Questions about the technology: 1. How does the use of a Monte Carlo algorithm improve the efficiency of updating variable values in the cost function? 2. What are the potential limitations of this technology in real-world applications?
Frequently Updated Research: Researchers are constantly exploring new ways to optimize the performance of algorithms using accelerator devices and advanced computing techniques. Stay updated on the latest advancements in optimization algorithms and machine learning models for enhanced efficiency and accuracy.

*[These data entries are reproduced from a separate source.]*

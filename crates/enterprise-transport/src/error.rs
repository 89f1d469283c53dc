//! Errors raised by the remote directory.
//!
//! The mapping from HTTP status to variant is uniform across endpoints:
//! 401 and 403 are authentication problems, 400 carries the response body,
//! 404 on an item lookup names the resource kind, anything else non-2xx is
//! [`ApiError::Unhandled`]. Network failures surface as [`ApiError::Io`].
//! None of these are retried by the client.

use enterprise_types::Uuid;

#[derive(Debug, Clone, PartialEq, Eq)]
pub enum ApiError {
    /// 401: the API token is missing or invalid.
    Unauthorized,
    /// 403: the API token lacks the required role.
    Forbidden,
    /// 400: the server rejected the request; carries the response body.
    InvalidCall(String),
    /// 404 on a package lookup or upload.
    PackageNotFound(Uuid),
    /// 404 on a simulation lookup.
    SimulationNotFound(Uuid),
    /// Any other non-2xx response.
    Unhandled { code: u16, body: String },
    /// DNS, connection, timeout or local file errors.
    Io(String),
    /// Request or response body could not be (de)serialized.
    Json(String),
    /// The control plane no longer accepts this client version.
    UnsupportedClient { client: String, version: String },
    /// The configured base URL is not an HTTP(S) URL.
    InvalidBaseUrl(String),
}

impl ApiError {
    /// Authentication errors, for which the fix is a different token.
    pub fn is_auth(&self) -> bool {
        matches!(self, ApiError::Unauthorized | ApiError::Forbidden)
    }
}

impl std::fmt::Display for ApiError {
    fn fmt(&self, f: &mut std::fmt::Formatter<'_>) -> std::fmt::Result {
        match self {
            ApiError::Unauthorized => write!(
                f,
                "Invalid API token: please configure a valid token with the role 'Configure'"
            ),
            ApiError::Forbidden => write!(
                f,
                "API token valid but lacks required privileges: please configure a token with the role 'Configure'"
            ),
            ApiError::InvalidCall(body) => write!(f, "Invalid API call: {}", body),
            ApiError::PackageNotFound(id) => write!(f, "Package {} not found", id),
            ApiError::SimulationNotFound(id) => write!(f, "Simulation {} not found", id),
            ApiError::Unhandled { code, body } => {
                write!(f, "Unhandled API response (status code {})", code)?;
                if !body.is_empty() {
                    write!(f, ": {}", body)?;
                }
                Ok(())
            }
            ApiError::Io(msg) => write!(f, "Failed to call the Gatling Enterprise API: {}", msg),
            ApiError::Json(msg) => write!(f, "Failed to process JSON: {}", msg),
            ApiError::UnsupportedClient { client, version } => write!(
                f,
                "Client {} version {} is no longer supported, please upgrade to the latest version",
                client, version
            ),
            ApiError::InvalidBaseUrl(url) => {
                write!(f, "'{}' is not a valid HTTP or HTTPS URL", url)
            }
        }
    }
}

impl std::error::Error for ApiError {}

impl From<std::io::Error> for ApiError {
    fn from(e: std::io::Error) -> Self {
        ApiError::Io(e.to_string())
    }
}

/// Default status validation applied after any endpoint-specific check.
pub fn validate_status(code: u16, body: &str) -> Result<(), ApiError> {
    match code {
        200..=299 => Ok(()),
        401 => Err(ApiError::Unauthorized),
        403 => Err(ApiError::Forbidden),
        400 => Err(ApiError::InvalidCall(body.to_string())),
        _ => Err(ApiError::Unhandled {
            code,
            body: body.to_string(),
        }),
    }
}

Original Abstract Submitted
a computing device, including memory, an accelerator device, and a processor. the processor may generate a plurality of data packs that each indicate an update to a variable of one or more variables of a combinatorial cost function. the processor may transmit the plurality of data packs to the accelerator device. the accelerator device may, for each data pack, retrieve a variable value of the variable indicated by the data pack and generate an updated variable value. the accelerator device may generate an updated cost function value based on the updated variable value. the accelerator device may be further configured to determine a transition probability using a monte carlo algorithm and may store the updated variable value and the updated cost function value with the transition probability. the accelerator device may output a final updated cost function value to the processor.